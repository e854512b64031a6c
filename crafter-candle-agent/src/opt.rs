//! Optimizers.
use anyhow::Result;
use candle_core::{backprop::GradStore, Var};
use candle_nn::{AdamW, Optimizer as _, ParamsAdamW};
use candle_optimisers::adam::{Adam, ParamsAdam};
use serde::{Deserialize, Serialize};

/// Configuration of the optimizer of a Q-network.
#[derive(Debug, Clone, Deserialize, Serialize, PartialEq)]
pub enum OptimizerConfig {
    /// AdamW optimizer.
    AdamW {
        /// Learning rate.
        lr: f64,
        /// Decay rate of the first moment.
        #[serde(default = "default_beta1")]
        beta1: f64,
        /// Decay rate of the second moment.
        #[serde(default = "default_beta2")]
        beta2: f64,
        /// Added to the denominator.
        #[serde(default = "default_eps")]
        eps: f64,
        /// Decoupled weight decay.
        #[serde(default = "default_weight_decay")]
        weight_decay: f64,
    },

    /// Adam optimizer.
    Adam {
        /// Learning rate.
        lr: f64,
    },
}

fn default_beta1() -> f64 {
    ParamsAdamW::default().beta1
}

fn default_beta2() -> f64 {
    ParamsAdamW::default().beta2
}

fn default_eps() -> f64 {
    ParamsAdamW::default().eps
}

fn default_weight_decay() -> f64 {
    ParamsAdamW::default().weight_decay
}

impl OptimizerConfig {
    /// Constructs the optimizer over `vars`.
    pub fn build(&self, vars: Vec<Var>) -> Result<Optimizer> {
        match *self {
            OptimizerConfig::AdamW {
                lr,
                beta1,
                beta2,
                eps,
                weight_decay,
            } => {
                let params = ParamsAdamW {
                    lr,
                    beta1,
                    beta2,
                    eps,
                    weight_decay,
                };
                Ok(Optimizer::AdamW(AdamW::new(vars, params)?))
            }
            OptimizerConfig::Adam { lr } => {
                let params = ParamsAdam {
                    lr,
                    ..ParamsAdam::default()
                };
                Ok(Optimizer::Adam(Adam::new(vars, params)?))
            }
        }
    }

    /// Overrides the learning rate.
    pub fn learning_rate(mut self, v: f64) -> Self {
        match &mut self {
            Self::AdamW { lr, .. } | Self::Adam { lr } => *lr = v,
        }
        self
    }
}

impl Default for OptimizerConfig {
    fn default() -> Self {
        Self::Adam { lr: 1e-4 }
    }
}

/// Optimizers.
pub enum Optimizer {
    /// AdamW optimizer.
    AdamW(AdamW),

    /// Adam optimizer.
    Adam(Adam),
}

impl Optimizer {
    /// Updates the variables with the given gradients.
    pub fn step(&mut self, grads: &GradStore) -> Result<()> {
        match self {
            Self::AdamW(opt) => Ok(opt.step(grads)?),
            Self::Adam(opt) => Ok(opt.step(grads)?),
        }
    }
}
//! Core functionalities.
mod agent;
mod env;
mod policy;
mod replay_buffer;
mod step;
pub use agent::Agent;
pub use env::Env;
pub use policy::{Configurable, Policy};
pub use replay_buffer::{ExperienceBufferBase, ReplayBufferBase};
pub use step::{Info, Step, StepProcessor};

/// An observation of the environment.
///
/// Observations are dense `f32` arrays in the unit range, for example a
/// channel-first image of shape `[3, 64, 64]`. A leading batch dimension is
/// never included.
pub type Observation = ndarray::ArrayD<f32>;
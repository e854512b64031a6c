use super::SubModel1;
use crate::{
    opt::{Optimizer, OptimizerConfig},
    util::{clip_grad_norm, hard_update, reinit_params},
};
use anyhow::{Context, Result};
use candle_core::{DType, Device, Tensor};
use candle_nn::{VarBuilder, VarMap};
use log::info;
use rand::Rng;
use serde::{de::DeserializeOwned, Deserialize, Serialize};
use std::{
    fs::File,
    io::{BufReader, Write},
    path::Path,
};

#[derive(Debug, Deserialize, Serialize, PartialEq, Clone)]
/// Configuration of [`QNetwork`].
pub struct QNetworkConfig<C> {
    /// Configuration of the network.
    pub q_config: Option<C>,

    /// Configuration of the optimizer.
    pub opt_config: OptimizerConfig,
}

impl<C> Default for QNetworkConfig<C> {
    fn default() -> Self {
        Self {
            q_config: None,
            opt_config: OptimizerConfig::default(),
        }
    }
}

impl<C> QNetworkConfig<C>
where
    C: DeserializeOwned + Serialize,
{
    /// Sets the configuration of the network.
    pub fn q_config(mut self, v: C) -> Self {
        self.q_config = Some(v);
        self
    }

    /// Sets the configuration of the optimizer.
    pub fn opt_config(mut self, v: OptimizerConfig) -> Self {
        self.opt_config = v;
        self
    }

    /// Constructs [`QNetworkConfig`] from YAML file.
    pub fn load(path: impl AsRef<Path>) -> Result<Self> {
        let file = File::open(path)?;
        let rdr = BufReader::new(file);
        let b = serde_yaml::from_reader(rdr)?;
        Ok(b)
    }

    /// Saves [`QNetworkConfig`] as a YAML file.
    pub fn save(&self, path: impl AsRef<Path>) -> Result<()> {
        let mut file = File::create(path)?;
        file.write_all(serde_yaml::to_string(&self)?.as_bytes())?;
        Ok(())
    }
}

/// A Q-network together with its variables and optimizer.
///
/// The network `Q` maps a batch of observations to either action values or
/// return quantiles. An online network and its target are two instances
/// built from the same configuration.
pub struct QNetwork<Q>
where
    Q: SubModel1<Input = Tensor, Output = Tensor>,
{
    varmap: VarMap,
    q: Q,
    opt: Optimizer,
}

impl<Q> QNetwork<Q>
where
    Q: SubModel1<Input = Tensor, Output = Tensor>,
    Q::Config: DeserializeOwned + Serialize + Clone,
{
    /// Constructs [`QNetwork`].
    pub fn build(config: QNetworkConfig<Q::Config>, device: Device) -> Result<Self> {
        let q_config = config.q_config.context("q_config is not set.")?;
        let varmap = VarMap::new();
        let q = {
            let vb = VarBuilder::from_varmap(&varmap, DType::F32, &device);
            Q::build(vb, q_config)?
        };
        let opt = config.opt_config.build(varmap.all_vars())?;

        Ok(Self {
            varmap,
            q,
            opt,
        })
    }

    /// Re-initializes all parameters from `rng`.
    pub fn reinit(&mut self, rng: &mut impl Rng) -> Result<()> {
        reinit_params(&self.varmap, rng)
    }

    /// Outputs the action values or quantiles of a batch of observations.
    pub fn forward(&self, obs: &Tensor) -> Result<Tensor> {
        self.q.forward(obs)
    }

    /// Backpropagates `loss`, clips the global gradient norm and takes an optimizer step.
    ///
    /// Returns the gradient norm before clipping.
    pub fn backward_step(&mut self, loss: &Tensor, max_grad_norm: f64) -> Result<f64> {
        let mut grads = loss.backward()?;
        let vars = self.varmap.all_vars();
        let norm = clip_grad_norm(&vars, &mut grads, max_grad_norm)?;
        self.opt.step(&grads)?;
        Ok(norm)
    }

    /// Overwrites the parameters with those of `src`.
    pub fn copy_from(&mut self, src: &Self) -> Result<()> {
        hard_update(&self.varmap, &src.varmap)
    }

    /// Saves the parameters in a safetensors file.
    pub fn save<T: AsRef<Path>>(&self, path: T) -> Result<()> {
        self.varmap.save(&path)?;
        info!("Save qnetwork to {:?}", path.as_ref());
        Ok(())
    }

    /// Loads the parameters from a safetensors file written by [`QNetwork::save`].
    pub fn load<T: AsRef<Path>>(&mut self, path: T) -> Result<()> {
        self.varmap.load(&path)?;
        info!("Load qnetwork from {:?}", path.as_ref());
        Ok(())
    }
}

▬▬▬▬▬▬▬▬▬▬

• **Goal of the exercise**
Would you output the full listing exactly as given?

• **Reply to the exercise**
repository e854512b64031a6c
filename crafter-candle-agent/src/opt.rs
//! Optimizers.
use anyhow::Result;
use candle_core::{backprop::GradStore, Var};
use candle_nn::{AdamW, Optimizer as _, ParamsAdamW};
use candle_optimisers::adam::{Adam, ParamsAdam};
use serde::{Deserialize, Serialize};

/// Configuration of the optimizer of a Q-network.
#[derive(Debug, Clone, Deserialize, Serialize, PartialEq)]
pub enum OptimizerConfig {
    /// AdamW optimizer.
    AdamW {
        /// Learning rate.
        lr: f64,
        /// Decay rate of the first moment.
        #[serde(default = "default_beta1")]
        beta1: f64,
        /// Decay rate of the second moment.
        #[serde(default = "default_beta2")]
        beta2: f64,
        /// Added to the denominator.
        #[serde(default = "default_eps")]
        eps: f64,
        /// Decoupled weight decay.
        #[serde(default = "default_weight_decay")]
        weight_decay: f64,
    },

    /// Adam optimizer.
    Adam {
        /// Learning rate.
        lr: f64,
    },
}

fn default_beta1() -> f64 {
    ParamsAdamW::default().beta1
}

fn default_beta2() -> f64 {
    ParamsAdamW::default().beta2
}

fn default_eps() -> f64 {
    ParamsAdamW::default().eps
}

fn default_weight_decay() -> f64 {
    ParamsAdamW::default().weight_decay
}

impl OptimizerConfig {
    /// Constructs the optimizer over `vars`.
    pub fn build(&self, vars: Vec<Var>) -> Result<Optimizer> {
        match *self {
            OptimizerConfig::AdamW {
                lr,
                beta1,
                beta2,
                eps,
                weight_decay,
            } => {
                let params = ParamsAdamW {
                    lr,
                    beta1,
                    beta2,
                    eps,
                    weight_decay,
                };
                Ok(Optimizer::AdamW(AdamW::new(vars, params)?))
            }
            OptimizerConfig::Adam { lr } => {
                let params = ParamsAdam {
                    lr,
                    ..ParamsAdam::default()
                };
                Ok(Optimizer::Adam(Adam::new(vars, params)?))
            }
        }
    }

    /// Overrides the learning rate.
    pub fn learning_rate(mut self, v: f64) -> Self {
        match &mut self {
            Self::AdamW { lr, .. } | Self::Adam { lr } => *lr = v,
        }
        self
    }
}

impl Default for OptimizerConfig {
    fn default() -> Self {
        Self::Adam { lr: 1e-4 }
    }
}

/// Optimizers.
pub enum Optimizer {
    /// AdamW optimizer.
    AdamW(AdamW),

    /// Adam optimizer.
    Adam(Adam),
}

impl Optimizer {
    /// Updates the variables with the given gradients.
    pub fn step(&mut self, grads: &GradStore) -> Result<()> {
        match self {
            Self::AdamW(opt) => Ok(opt.step(grads)?),
            Self::Adam(opt) => Ok(opt.step(grads)?),
        }
    }
}
//! Core functionalities.
mod agent;
mod env;
mod policy;
mod replay_buffer;
mod step;
pub use agent::Agent;
pub use env::Env;
pub use policy::{Configurable, Policy};
pub use replay_buffer::{ExperienceBufferBase, ReplayBufferBase};
pub use step::{Info, Step, StepProcessor};

/// An observation of the environment.
///
/// Observations are dense `f32` arrays in the unit range, for example a
/// channel-first image of shape `[3, 64, 64]`. A leading batch dimension is
/// never included.
pub type Observation = ndarray::ArrayD<f32>;
repository e854512b64031a6c
use super::SubModel1;
use crate::{
    opt::{Optimizer, OptimizerConfig},
    util::{clip_grad_norm, hard_update, reinit_params},
};
use anyhow::{Context, Result};
use candle_core::{DType, Device, Tensor};
use candle_nn::{VarBuilder, VarMap};
use log::info;
use rand::Rng;
use serde::{de::DeserializeOwned, Deserialize, Serialize};
use std::{
    fs::File,
    io::{BufReader, Write},
    path::Path,
};

#[derive(Debug, Deserialize, Serialize, PartialEq, Clone)]
/// Configuration of [`QNetwork`].
pub struct QNetworkConfig<C> {
    /// Configuration of the network.
    pub q_config: Option<C>,

    /// Configuration of the optimizer.
    pub opt_config: OptimizerConfig,
}

impl<C> Default for QNetworkConfig<C> {
    fn default() -> Self {
        Self {
            q_config: None,
            opt_config: OptimizerConfig::default(),
        }
    }
}

impl<C> QNetworkConfig<C>
where
    C: DeserializeOwned + Serialize,
{
    /// Sets the configuration of the network.
    pub fn q_config(mut self, v: C) -> Self {
        self.q_config = Some(v);
        self
    }

    /// Sets the configuration of the optimizer.
    pub fn opt_config(mut self, v: OptimizerConfig) -> Self {
        self.opt_config = v;
        self
    }

    /// Constructs [`QNetworkConfig`] from YAML file.
    pub fn load(path: impl AsRef<Path>) -> Result<Self> {
        let file = File::open(path)?;
        let rdr = BufReader::new(file);
        let b = serde_yaml::from_reader(rdr)?;
        Ok(b)
    }

    /// Saves [`QNetworkConfig`] as a YAML file.
    pub fn save(&self, path: impl AsRef<Path>) -> Result<()> {
        let mut file = File::create(path)?;
        file.write_all(serde_yaml::to_string(&self)?.as_bytes())?;
        Ok(())
    }
}

/// A Q-network together with its variables and optimizer.
///
/// The network `Q` maps a batch of observations to either action values or
/// return quantiles. An online network and its target are two instances
/// built from the same configuration.
pub struct QNetwork<Q>
where
    Q: SubModel1<Input = Tensor, Output = Tensor>,
{
    varmap: VarMap,
    q: Q,
    opt: Optimizer,
}

impl<Q> QNetwork<Q>
where
    Q: SubModel1<Input = Tensor, Output = Tensor>,
    Q::Config: DeserializeOwned + Serialize + Clone,
{
    /// Constructs [`QNetwork`].
    pub fn build(config: QNetworkConfig<Q::Config>, device: Device) -> Result<Self> {
        let q_config = config.q_config.context("q_config is not set.")?;
        let varmap = VarMap::new();
        let q = {
            let vb = VarBuilder::from_varmap(&varmap, DType::F32, &device);
            Q::build(vb, q_config)?
        };
        let opt = config.opt_config.build(varmap.all_vars())?;

        Ok(Self {
            varmap,
            q,
            opt,
        })
    }

    /// Re-initializes all parameters from `rng`.
    pub fn reinit(&mut self, rng: &mut impl Rng) -> Result<()> {
        reinit_params(&self.varmap, rng)
    }

    /// Outputs the action values or quantiles of a batch of observations.
    pub fn forward(&self, obs: &Tensor) -> Result<Tensor> {
        self.q.forward(obs)
    }

    /// Backpropagates `loss`, clips the global gradient norm and takes an optimizer step.
    ///
    /// Returns the gradient norm before clipping.
    pub fn backward_step(&mut self, loss: &Tensor, max_grad_norm: f64) -> Result<f64> {
        let mut grads = loss.backward()?;
        let vars = self.varmap.all_vars();
        let norm = clip_grad_norm(&vars, &mut grads, max_grad_norm)?;
        self.opt.step(&grads)?;
        Ok(norm)
    }

    /// Overwrites the parameters with those of `src`.
    pub fn copy_from(&mut self, src: &Self) -> Result<()> {
        hard_update(&self.varmap, &src.varmap)
    }

    /// Saves the parameters in a safetensors file.
    pub fn save<T: AsRef<Path>>(&self, path: T) -> Result<()> {
        self.varmap.save(&path)?;
        info!("Save qnetwork to {:?}", path.as_ref());
        Ok(())
    }

    /// Loads the parameters from a safetensors file written by [`QNetwork::save`].
    pub fn load<T: AsRef<Path>>(&mut self, path: T) -> Result<()> {
        self.varmap.load(&path)?;
        info!("Load qnetwork from {:?}", path.as_ref());
        Ok(())
    }
}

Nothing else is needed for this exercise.